To find the mass dimension of a field, look at its kinetic term, which contains derivatives and that field only. The total mass dimension of the Lagrange density should be 4 (or it would not integrate to a dimensionless action) and derivatives have mass dimension 1 (as length and time have mass dimension -1).

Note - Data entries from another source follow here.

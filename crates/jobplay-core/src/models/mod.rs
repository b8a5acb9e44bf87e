//! Data model: job definitions in, playbooks and verdicts out.

pub mod feedback;
pub mod job;
pub mod output;
pub mod playbook;
pub mod verdict;

pub use feedback::Feedback;
pub use job::{DelaySpec, JobDefinition, RetryPolicy, Schedule};
pub use playbook::{HostPattern, Play, Playbook, Task};
pub use verdict::{ReviewStatus, ReviewVerdict};
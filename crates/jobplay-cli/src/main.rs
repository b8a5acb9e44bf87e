//! jobplay CLI: convert Control-M jobs into Ansible playbooks with a
//! model, reviewed by a second role until the review comes back valid.

use clap::{Parser, Subcommand};

use jobplay_cli::commands::{self, Completion};

/// jobplay: Control-M to Ansible conversion with review feedback
#[derive(Parser)]
#[command(name = "jobplay", version, about = "jobplay — Control-M to Ansible conversion with review feedback")]
pub struct Cli {
    /// Path to the configuration file (default: ./jobplay.yaml, then the user config dir)
    #[arg(long, global = true, env = "JOBPLAY_CONFIG")]
    config: Option<String>,

    #[command(subcommand)]
    command: Commands,
}

#[derive(Subcommand)]
enum Commands {
    /// Convert one job, reviewing and revising until valid
    Convert {
        /// Control-M job JSON file ("-" for stdin)
        job_file: String,
        /// Write the playbook here instead of stdout
        #[arg(short, long)]
        output: Option<String>,
        /// Conversion attempts before giving up
        #[arg(long)]
        max_attempts: Option<u32>,
        /// External linter command, e.g. "ansible-lint --nocolor"
        #[arg(long)]
        lint_cmd: Option<String>,
        /// Do not lint before review
        #[arg(long)]
        no_lint: bool,
        /// Map the job with the built-in rules instead of calling a model
        #[arg(long)]
        offline: bool,
        /// Write the session report (JSON) to this file
        #[arg(long)]
        report: Option<String>,
    },

    /// Convert many jobs concurrently
    Batch {
        /// Control-M job JSON files
        #[arg(required = true)]
        job_files: Vec<String>,
        /// Directory for the generated playbooks
        #[arg(long)]
        out_dir: Option<String>,
        /// Sessions running at once
        #[arg(long)]
        concurrency: Option<usize>,
        #[arg(long)]
        max_attempts: Option<u32>,
        #[arg(long)]
        lint_cmd: Option<String>,
        #[arg(long)]
        no_lint: bool,
    },

    /// Review an existing playbook against its job
    Review {
        job_file: String,
        playbook_file: String,
        #[arg(long)]
        lint_cmd: Option<String>,
        #[arg(long)]
        no_lint: bool,
    },

    /// List role definitions
    Roles {
        /// Role definitions directory (overrides roles_dir from the config)
        #[arg(long)]
        roles_dir: Option<String>,
    },

    /// Print the prompt a role would send for a job
    Render {
        /// Role name, e.g. converter or reviewer
        role: String,
        /// Control-M job JSON file
        job_file: String,
        /// Feedback item; repeat for several
        #[arg(long)]
        feedback: Vec<String>,
        /// Lint result text
        #[arg(long)]
        lint: Option<String>,
        /// User turn file (default: the job itself)
        #[arg(long)]
        input: Option<String>,
    },
}

#[tokio::main]
async fn main() {
    let cli = Cli::parse();

    tracing_subscriber::fmt()
        .with_writer(std::io::stderr)
        .with_env_filter(
            tracing_subscriber::EnvFilter::try_from_default_env()
                .unwrap_or_else(|_| "jobplay_core=warn,jobplay_cli=info".into()),
        )
        .init();

    let result = run(cli).await;

    match result {
        Ok(completion) => std::process::exit(completion.exit_code()),
        Err(e) => {
            eprintln!("Error: {}", e);
            std::process::exit(1);
        }
    }
}

async fn run(cli: Cli) -> Result<Completion, String> {
    match cli.command {
        Commands::Convert {
            job_file,
            output,
            max_attempts,
            lint_cmd,
            no_lint,
            offline,
            report,
        } => {
            if offline {
                return commands::convert::offline(&job_file, output.as_deref());
            }
            let ctx = commands::init_context(cli.config.as_deref())?;
            let opts = commands::convert::ConvertOptions {
                job_file,
                output,
                max_attempts,
                lint_cmd,
                no_lint,
                report,
            };
            commands::convert::run(&ctx, &opts).await
        }

        Commands::Batch {
            job_files,
            out_dir,
            concurrency,
            max_attempts,
            lint_cmd,
            no_lint,
        } => {
            let ctx = commands::init_context(cli.config.as_deref())?;
            let opts = commands::batch::BatchOptions {
                job_files,
                out_dir,
                concurrency,
                max_attempts,
                lint_cmd,
                no_lint,
            };
            commands::batch::run(&ctx, &opts).await
        }

        Commands::Review {
            job_file,
            playbook_file,
            lint_cmd,
            no_lint,
        } => {
            let ctx = commands::init_context(cli.config.as_deref())?;
            commands::review::run(&ctx, &job_file, &playbook_file, lint_cmd.as_deref(), no_lint).await
        }

        Commands::Roles { roles_dir } => {
            commands::load_dotenv();
            let mut config = jobplay_core::JobplayConfig::discover(cli.config.as_deref())
                .map_err(|e| e.to_string())?;
            if roles_dir.is_some() {
                config.roles_dir = roles_dir;
            }
            let ctx = commands::AppContext::new(config)?;
            commands::roles::list(&ctx)?;
            Ok(Completion::Success)
        }

        Commands::Render {
            role,
            job_file,
            feedback,
            lint,
            input,
        } => {
            let ctx = commands::init_context(cli.config.as_deref())?;
            let opts = commands::roles::RenderOptions {
                role,
                job_file,
                feedback,
                lint,
                input_file: input,
            };
            print!("{}", commands::roles::render(&ctx, &opts)?);
            Ok(Completion::Success)
        }
    }
}
//! Session-level behaviour of the convert/review loop, driven by scripted gateways.

use std::sync::Arc;

use jobplay_core::agent::{ConversionRole, ReviewRole};
use jobplay_core::error::{AgentError, SessionError};
use jobplay_core::feedback::{run_batch, BatchItem, FeedbackLoop, LoopConfig, SessionStatus};
use jobplay_core::gateway::{ScriptedGateway, ScriptedReply};
use jobplay_core::prompt::TurnDelimiters;

const DATA_BACKUP_JOB: &str = r#"{
  "job_name": "data_backup",
  "command": "/usr/local/bin/backup.sh",
  "schedule": {"type": "daily", "time": "02:00"},
  "environment_variables": {"BACKUP_DIR": "/data/backup"},
  "retry": {"count": 3, "delay": "5m"}
}"#;

const BACKUP_PLAYBOOK: &str = r#"- name: Run data backup job
  hosts: localhost
  tasks:
    - name: Run backup script
      ansible.builtin.shell: /usr/local/bin/backup.sh
      environment:
        BACKUP_DIR: /data/backup
      register: backup_result
      until: backup_result.rc == 0
      retries: 3
      delay: 300
    - name: Schedule backup
      ansible.builtin.cron:
        name: data_backup
        minute: "0"
        hour: "2"
        job: /usr/local/bin/backup.sh
"#;

const VALID: &str = r#"{"status": "valid", "comments": "Matches the job.", "improvements": []}"#;

fn not_valid(improvements: &[&str]) -> String {
    serde_json::json!({
        "status": "not valid",
        "comments": "Incomplete.",
        "improvements": improvements,
    })
    .to_string()
}

fn flow(converter: &Arc<ScriptedGateway>, reviewer: &Arc<ScriptedGateway>) -> FeedbackLoop {
    FeedbackLoop::new(
        ConversionRole::builtin(converter.clone(), TurnDelimiters::plain()),
        ReviewRole::builtin(reviewer.clone(), TurnDelimiters::plain()),
    )
}

#[tokio::test]
async fn test_valid_on_first_review_converges_without_feedback() {
    let converter = Arc::new(ScriptedGateway::always("converter", BACKUP_PLAYBOOK));
    let reviewer = Arc::new(ScriptedGateway::always("reviewer", VALID));

    let report = flow(&converter, &reviewer).run(DATA_BACKUP_JOB).await.unwrap();

    assert_eq!(report.status, SessionStatus::Converged);
    assert!(report.converged());
    assert_eq!(report.playbook, BACKUP_PLAYBOOK);
    assert_eq!(report.feedback_iterations(), 0);
    assert_eq!(report.job_name.as_deref(), Some("data_backup"));
    assert_eq!(converter.call_count(), 1);
    assert_eq!(reviewer.call_count(), 1);

    // The job goes to both roles; the reviewer sees the playbook as its task.
    assert_eq!(converter.calls()[0].user_text, DATA_BACKUP_JOB);
    assert!(reviewer.calls()[0].system_prompt.contains("/usr/local/bin/backup.sh"));
    assert_eq!(reviewer.calls()[0].user_text, BACKUP_PLAYBOOK);
}

#[tokio::test]
async fn test_review_improvements_reach_next_conversion() {
    let converter = Arc::new(ScriptedGateway::always("converter", BACKUP_PLAYBOOK));
    let reviewer = Arc::new(
        ScriptedGateway::new("reviewer")
            .then_content(not_valid(&["add cron job"]))
            .then_content(VALID),
    );

    let report = flow(&converter, &reviewer).run(DATA_BACKUP_JOB).await.unwrap();

    assert!(report.converged());
    assert_eq!(converter.call_count(), 2);
    assert_eq!(reviewer.call_count(), 2);
    assert!(!converter.calls()[0].system_prompt.contains("add cron job"));
    assert!(converter.calls()[1].system_prompt.contains("add cron job"));
    assert_eq!(report.attempts[1].feedback, "add cron job");
}

#[tokio::test]
async fn test_feedback_items_are_newline_joined() {
    let converter = Arc::new(ScriptedGateway::always("converter", BACKUP_PLAYBOOK));
    let reviewer = Arc::new(
        ScriptedGateway::new("reviewer")
            .then_content(not_valid(&["fix A", "fix B"]))
            .then_content(VALID),
    );

    flow(&converter, &reviewer).run(DATA_BACKUP_JOB).await.unwrap();

    assert!(converter.calls()[1]
        .system_prompt
        .contains("Feedback:\n\nfix A\nfix B\n"));
}

#[tokio::test]
async fn test_no_calls_after_done() {
    let converter = Arc::new(ScriptedGateway::always("converter", BACKUP_PLAYBOOK));
    let reviewer = Arc::new(
        ScriptedGateway::new("reviewer")
            .then_content(not_valid(&["one"]))
            .then_content(not_valid(&["two"]))
            .then_content(VALID),
    );

    let report = flow(&converter, &reviewer)
        .with_config(LoopConfig {
            max_attempts: 10,
            ..LoopConfig::default()
        })
        .run(DATA_BACKUP_JOB)
        .await
        .unwrap();

    assert!(report.converged());
    assert_eq!(report.attempts.len(), 3);
    assert_eq!(converter.call_count(), 3);
    assert_eq!(reviewer.call_count(), 3);
}

#[tokio::test]
async fn test_exhaustion_stops_at_max_attempts() {
    let converter = Arc::new(ScriptedGateway::always("converter", BACKUP_PLAYBOOK));
    let reviewer = Arc::new(ScriptedGateway::always("reviewer", not_valid(&["still wrong"])));

    let report = flow(&converter, &reviewer)
        .with_config(LoopConfig {
            max_attempts: 3,
            ..LoopConfig::default()
        })
        .run(DATA_BACKUP_JOB)
        .await
        .unwrap();

    assert_eq!(report.status, SessionStatus::Exhausted);
    assert!(!report.converged());
    assert_eq!(converter.call_count(), 3);
    assert_eq!(reviewer.call_count(), 3);
    assert_eq!(report.playbook, BACKUP_PLAYBOOK);
    assert_eq!(report.verdict.improvements, vec!["still wrong".to_string()]);
}

#[tokio::test]
async fn test_malformed_conversion_halts_before_review() {
    let converter = Arc::new(
        ScriptedGateway::new("converter")
            .then(ScriptedReply::Body(serde_json::json!({"model": "llama3.1", "done": true}))),
    );
    let reviewer = Arc::new(ScriptedGateway::always("reviewer", VALID));

    let err = flow(&converter, &reviewer).run(DATA_BACKUP_JOB).await.unwrap_err();

    match err {
        SessionError::Agent { role, attempt, source } => {
            assert_eq!(role, "converter");
            assert_eq!(attempt, 1);
            assert!(matches!(source, AgentError::MalformedResponse { .. }));
        }
        other => panic!("unexpected error: {other}"),
    }
    assert_eq!(reviewer.call_count(), 0);
}

#[tokio::test]
async fn test_batch_keeps_input_order() {
    let converter = Arc::new(ScriptedGateway::always("converter", BACKUP_PLAYBOOK));
    let reviewer = Arc::new(ScriptedGateway::always("reviewer", VALID));
    let flow = Arc::new(flow(&converter, &reviewer));

    let items: Vec<BatchItem> = (0..5)
        .map(|i| {
            BatchItem::new(
                format!("job-{i}.json"),
                format!(r#"{{"job_name": "job_{i}", "command": "true"}}"#),
            )
        })
        .collect();

    let outcomes = run_batch(flow, items, 2).await;

    assert_eq!(outcomes.len(), 5);
    for (i, outcome) in outcomes.iter().enumerate() {
        assert_eq!(outcome.label, format!("job-{i}.json"));
        let report = outcome.result.as_ref().unwrap();
        assert_eq!(report.job_name.as_deref(), Some(format!("job_{i}").as_str()));
    }
    assert_eq!(converter.call_count(), 5);
}
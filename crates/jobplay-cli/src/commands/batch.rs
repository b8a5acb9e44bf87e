//! `jobplay batch`: convert many jobs concurrently.

use std::path::Path;
use std::sync::Arc;

use jobplay_core::feedback::{run_batch, BatchItem, BatchOutcome};

use super::{playbook_file_text, read_input, truncate, AppContext, Completion};

#[derive(Debug, Clone, Default)]
pub struct BatchOptions {
    pub job_files: Vec<String>,
    /// Defaults to the current directory
    pub out_dir: Option<String>,
    pub concurrency: Option<usize>,
    pub max_attempts: Option<u32>,
    pub lint_cmd: Option<String>,
    pub no_lint: bool,
}

pub async fn run(ctx: &AppContext, opts: &BatchOptions) -> Result<Completion, String> {
    if opts.job_files.is_empty() {
        return Err("No job files given".to_string());
    }

    let mut items = Vec::with_capacity(opts.job_files.len());
    for file in &opts.job_files {
        items.push(BatchItem::new(stem(file), read_input(file)?));
    }

    let out_dir = opts.out_dir.as_deref().unwrap_or(".");
    std::fs::create_dir_all(out_dir)
        .map_err(|e| format!("Failed to create '{}': {}", out_dir, e))?;

    let flow = Arc::new(ctx.feedback_loop(opts.max_attempts, opts.lint_cmd.as_deref(), opts.no_lint)?);
    let concurrency = opts.concurrency.unwrap_or(ctx.config.concurrency);
    let outcomes = run_batch(flow, items, concurrency).await;

    let rows = write_outputs(out_dir, &outcomes)?;
    print_table(&rows);

    let failed = outcomes.iter().filter(|o| o.result.is_err()).count();
    if failed > 0 {
        return Err(format!("{} of {} job(s) failed", failed, outcomes.len()));
    }
    let all_converged = outcomes
        .iter()
        .all(|o| o.result.as_ref().map(|r| r.converged()).unwrap_or(false));
    Ok(if all_converged {
        Completion::Success
    } else {
        Completion::Unconverged
    })
}

struct Row {
    label: String,
    status: String,
    attempts: String,
    output: String,
}

fn write_outputs(out_dir: &str, outcomes: &[BatchOutcome]) -> Result<Vec<Row>, String> {
    let mut rows = Vec::with_capacity(outcomes.len());
    for outcome in outcomes {
        let row = match &outcome.result {
            Ok(report) => {
                let path = Path::new(out_dir).join(format!("{}.yml", outcome.label));
                std::fs::write(&path, playbook_file_text(&report.playbook))
                    .map_err(|e| format!("Failed to write '{}': {}", path.display(), e))?;
                Row {
                    label: outcome.label.clone(),
                    status: if report.converged() { "valid" } else { "exhausted" }.to_string(),
                    attempts: report.attempts.len().to_string(),
                    output: path.display().to_string(),
                }
            }
            Err(e) => Row {
                label: outcome.label.clone(),
                status: "error".to_string(),
                attempts: e.failed_role().map(|(_, n)| n.to_string()).unwrap_or_default(),
                output: e.to_string(),
            },
        };
        rows.push(row);
    }
    Ok(rows)
}

fn print_table(rows: &[Row]) {
    println!("┌──────────────────────┬───────────┬──────────┬──────────────────────────────┐");
    println!("│ Job                  │ Status    │ Attempts │ Output                       │");
    println!("├──────────────────────┼───────────┼──────────┼──────────────────────────────┤");
    for row in rows {
        println!(
            "│ {:<20} │ {:<9} │ {:<8} │ {:<28} │",
            truncate(&row.label, 20),
            row.status,
            row.attempts,
            truncate(&row.output, 28)
        );
    }
    println!("└──────────────────────┴───────────┴──────────┴──────────────────────────────┘");
}

fn stem(file: &str) -> String {
    Path::new(file)
        .file_stem()
        .map(|s| s.to_string_lossy().to_string())
        .unwrap_or_else(|| file.to_string())
}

thanks - but length and time has dimension of -1 , so how can we say Mass dimension is the only physical dimension left?
 
  • #5
Orodruin said:
Example: The kinetic term for a real scalar field has the content ##(\partial \phi)^2##. If ##\phi## has mass dimension ##k##, then this term has mass dimension ##2(k+1)## where the 2 comes from the square and the 1 from the derivative. This needs to be equal to 4 so ##k =1##.
got it - thanks
 
  • #6
(∂φ)2 has mass dimension 4.
 
  • #7
dx said:
(∂φ)2 has mass dimension 4.
Yes, what is your point?

The thing is that you know it needs to be 4 in order to have the right mass dimension of the Lagrange density. The question of the OP was how you deduce the mass dimension of the fields. If the field has mass dimension k, then that term has mass dimension 2(k+1) = 4 from which it can be concluded that k = 1.
 
  • #8
zaman786 said:
thanks - but length and time has dimension of -1 , so how can we say Mass dimension is the only physical dimension left?
Yes, length and time have mass dimension -1. They do not have independent dimensions as in SI units.
 
  • #9
Recall that action, ##\int d^4 x\,\cal{L}##, should be dimensionless.
 
  • #10
apostolosdt said:
Recall that action, ##\int d^4 x\,\cal{L}##, should be dimensionless.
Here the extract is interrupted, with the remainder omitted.